Collected data entries:
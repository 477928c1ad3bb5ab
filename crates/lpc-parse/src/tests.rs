use std::fs;
use std::path::{Path, PathBuf};

use expect_test::expect_file;
use lpc_ast::{Document, NodeId, NodeKind, TextSize};

use crate::parse;

#[derive(PartialEq, Eq, PartialOrd, Ord)]
struct TestCase {
    input: PathBuf,
    expected: PathBuf,
    text: String,
}

impl TestCase {
    fn list() -> Vec<Self> {
        let test_data_dir = Path::new(env!("CARGO_MANIFEST_DIR")).join("test_data");

        let mut cases = fs::read_dir(&test_data_dir)
            .unwrap_or_else(|err| {
                panic!("Cannot read directory {}: {err}", test_data_dir.display())
            })
            .filter_map(|entry| {
                let path = entry.ok()?.path();
                if path.extension()? == "lpc" {
                    let expected = path.with_extension("ast");
                    let text = fs::read_to_string(&path).ok()?;
                    Some(Self { input: path, expected, text })
                } else {
                    None
                }
            })
            .collect::<Vec<_>>();

        cases.sort();
        cases
    }
}

#[test]
fn parse_test_data() {
    let test_cases = TestCase::list();
    assert!(!test_cases.is_empty());

    for case in test_cases {
        let actual = match parse(&case.text) {
            Ok(document) => document.debug_tree(),
            Err(err) => panic!("{}: {err} at {:?}", case.input.display(), err.offset()),
        };
        expect_file![&case.expected].assert_eq(&actual);
    }
}

fn root_kinds(text: &str) -> Vec<&'static str> {
    let document = parse(text).unwrap();
    document.roots().iter().map(|&root| document.kind(root).name()).collect()
}

#[test]
fn mismatched_closer_reports_its_offset() {
    let err = parse("(( 1, 2 })").unwrap_err();
    assert_eq!(err.offset(), TextSize::new(8));
    assert_eq!(err.message(), "expected `,` or `)`, found `}`");
}

#[test]
fn unclosed_bracket_at_end_of_file() {
    let err = parse("x = ({ 1").unwrap_err();
    assert_eq!(err.message(), "unexpected end of file, a bracket is still open");
}

#[test]
fn comma_in_if_condition_is_rejected() {
    let err = parse("if (a, b) x;").unwrap_err();
    assert_eq!(err.offset(), TextSize::new(5));
}

/// Writes every binary and logical node of the first root with explicit
/// parentheses.
fn grouping(text: &str) -> String {
    fn walk(document: &Document, id: NodeId) -> String {
        match document.kind(id) {
            NodeKind::Binary { left, op, right, .. } | NodeKind::Logical { left, op, right } => {
                let (left, right) = (walk(document, *left), walk(document, *right));
                format!("({left} {} {right})", document.slice(*op))
            }
            _ => document.source(id).to_owned(),
        }
    }

    let document = parse(&format!("{text};")).unwrap();
    walk(&document, document.roots()[0])
}

#[test]
fn precedence_matrix() {
    let cases = [
        ("a + b * c", "(a + (b * c))"),
        ("a * b + c", "((a * b) + c)"),
        ("a - b - c", "((a - b) - c)"),
        ("a * b / c", "((a * b) / c)"),
        ("a + b + c + d", "(((a + b) + c) + d)"),
        ("a * b / c % d", "(((a * b) / c) % d)"),
        ("a - b * c + d", "((a - (b * c)) + d)"),
        ("a * b + c * d", "((a * b) + (c * d))"),
        ("a + b * c * d - e", "((a + ((b * c) * d)) - e)"),
        ("a < b == c", "((a < b) == c)"),
        ("a | b ^ c & d", "(a | (b ^ (c & d)))"),
        ("a || b && c || d", "((a || (b && c)) || d)"),
        ("a && b && c && d", "(((a && b) && c) && d)"),
    ];
    for (text, expected) in cases {
        assert_eq!(grouping(text), expected, "{text}");
    }
}

#[test]
fn logical_operators_bind_looser_than_comparisons() {
    let document = parse("a < b && c == d || e;").unwrap();
    let root = document.roots()[0];
    let NodeKind::Logical { left, right, op } = document.kind(root) else {
        panic!("expected a logical node");
    };
    assert_eq!(document.slice(*op), "||");
    assert_eq!(document.source(*left), "a < b && c == d");
    assert_eq!(document.source(*right), "e");
}

#[test]
fn explicit_plus_is_not_implied() {
    let document = parse(r#"s = "a" + "b";"#).unwrap();
    let root = document.roots()[0];
    let NodeKind::Assignment { right: Some(right), .. } = document.kind(root) else {
        panic!("expected an assignment");
    };
    assert!(matches!(document.kind(*right), NodeKind::Binary { implied: false, .. }));
}

#[test]
fn typeless_function_and_prototype() {
    assert_eq!(root_kinds("test() { int i=0; return 1; }"), ["Function"]);
    assert_eq!(root_kinds("void reset(int arg);"), ["Function"]);
    assert_eq!(root_kinds("query(int arg);"), ["Function"]);
    assert_eq!(root_kinds("query(arg);"), ["Call"]);
}

#[test]
fn type_word_used_as_a_name() {
    assert_eq!(root_kinds("status = 1;"), ["Assignment"]);
    assert_eq!(root_kinds("status ok;"), ["VarDecl"]);
}

#[test]
fn blank_lines_collapse_between_statements() {
    assert_eq!(root_kinds("\n\nx;\n\n\n\ny;\n\n"), ["Identifier", "BlankLine", "Identifier"]);
}

#[test]
fn else_binds_across_blank_lines() {
    let document = parse("if (a) {\n}\n\nelse {\n}\n").unwrap();
    assert_eq!(document.roots().len(), 1);
    let NodeKind::If { alternate, .. } = document.kind(document.roots()[0]) else {
        panic!("expected an if");
    };
    assert!(alternate.is_some());
}

#[test]
fn statements_and_closures() {
    let text = r#"
create() {
    foreach (string key, mixed value in data) write(key);
    for (int i = 0; i < 3; i++) { }
    do { x--; } while (x);
    switch (x) {
    case 1 .. 2:
        break;
    default:
        return;
    }
    f = lambda(({ 'a }), ({ #'+, 'a, 1 }));
    g = (: $1 :);
    h = (<point> x: 1, y: 2);
    ::create();
}
"#;
    assert_eq!(root_kinds(text), ["Function"]);
}

#[test]
fn directive_arguments_keep_one_range_per_line() {
    let document = parse("#define MAX(a, b) \\\n  ((a) > (b) \\\n  ? (a) : (b))\n").unwrap();
    let NodeKind::Directive { name, key, args } = document.kind(document.roots()[0]) else {
        panic!("expected a directive");
    };
    assert_eq!(document.slice(*name), "define");
    assert_eq!(key.map(|key| document.slice(key)), Some("MAX(a, b)"));
    let args: Vec<_> = args.iter().map(|&arg| document.slice(arg)).collect();
    assert_eq!(args, ["((a) > (b)", "? (a) : (b))"]);
}

#[test]
fn find_node_at_returns_the_deepest_node() {
    let document = parse("x = foo(1);").unwrap();
    let node = document.find_node_at(TextSize::new(9)).unwrap();
    assert_eq!(document.source(node), "1");

    let parent = document.parent(node).unwrap();
    assert!(matches!(document.kind(parent), NodeKind::Call { .. }));
}

#[test]
fn ternary_branches_may_assign() {
    let document = parse("c ? y = 1 : z = 2;").unwrap();
    let NodeKind::Ternary { consequent, alternate, .. } = document.kind(document.roots()[0]) else {
        panic!("expected a ternary");
    };
    assert!(matches!(document.kind(*consequent), NodeKind::Assignment { .. }));
    assert!(matches!(document.kind(*alternate), NodeKind::Assignment { .. }));
    assert_eq!(document.source(*alternate), "z = 2");
}

#[test]
fn statements_end_with_a_comma_or_before_a_brace() {
    assert_eq!(root_kinds(r#"short = "short name", long = "long";"#), ["Assignment", "Assignment"]);
    assert_eq!(root_kinds("string s = a[0..2]"), ["VarDecl"]);
    assert_eq!(root_kinds("void test() { obj->set_weight(1) }"), ["Function"]);

    let err = parse("x() y();").unwrap_err();
    assert_eq!(err.message(), "expected `;`, found `y`");
    assert_eq!(err.offset(), TextSize::new(4));
}

#[test]
fn dot_member_access() {
    let document = parse(r#"animals["bird"].name;"#).unwrap();
    let NodeKind::Member { object, property, dot } = document.kind(document.roots()[0]) else {
        panic!("expected a member access");
    };
    assert!(*dot);
    assert!(matches!(document.kind(*object), NodeKind::Index { .. }));
    assert_eq!(document.source(*property), "name");

    let document = parse("f(alarm.args...);").unwrap();
    let NodeKind::Call { args, .. } = document.kind(document.roots()[0]) else {
        panic!("expected a call");
    };
    assert_eq!(document.kind(args[0]).name(), "Spread");
}

#[test]
fn directives_inside_an_array() {
    let document = parse("x = ({\n#ifndef TEST\n  1, 2,\n  3\n#endif\n});\n").unwrap();
    let NodeKind::Assignment { right: Some(right), .. } = document.kind(document.roots()[0]) else {
        panic!("expected an assignment");
    };
    let NodeKind::Array { elements } = document.kind(*right) else {
        panic!("expected an array");
    };
    let kinds: Vec<_> = elements.iter().map(|&element| document.kind(element).name()).collect();
    assert_eq!(kinds, ["Directive", "Literal", "Literal", "Literal", "Directive"]);
}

• EXERCISE BRIEF
Would you please repeat exactly the lines above, starting at the line with "let text = fs::read_to_string(&path).ok()?;" and stopping at the line with "root with explicit", both included?

• ANSWER FOR THE TASK
                    let text = fs::read_to_string(&path).ok()?;
                    Some(Self { input: path, expected, text })
                } else {
                    None
                }
            })
            .collect::<Vec<_>>();

        cases.sort();
        cases
    }
}

#[test]
fn parse_test_data() {
    let test_cases = TestCase::list();
    assert!(!test_cases.is_empty());

    for case in test_cases {
        let actual = match parse(&case.text) {
            Ok(document) => document.debug_tree(),
            Err(err) => panic!("{}: {err} at {:?}", case.input.display(), err.offset()),
        };
        expect_file![&case.expected].assert_eq(&actual);
    }
}

fn root_kinds(text: &str) -> Vec<&'static str> {
    let document = parse(text).unwrap();
    document.roots().iter().map(|&root| document.kind(root).name()).collect()
}

#[test]
fn mismatched_closer_reports_its_offset() {
    let err = parse("(( 1, 2 })").unwrap_err();
    assert_eq!(err.offset(), TextSize::new(8));
    assert_eq!(err.message(), "expected `,` or `)`, found `}`");
}

#[test]
fn unclosed_bracket_at_end_of_file() {
    let err = parse("x = ({ 1").unwrap_err();
    assert_eq!(err.message(), "unexpected end of file, a bracket is still open");
}

#[test]
fn comma_in_if_condition_is_rejected() {
    let err = parse("if (a, b) x;").unwrap_err();
    assert_eq!(err.offset(), TextSize::new(5));
}

/// Writes every binary and logical node of the first root with explicit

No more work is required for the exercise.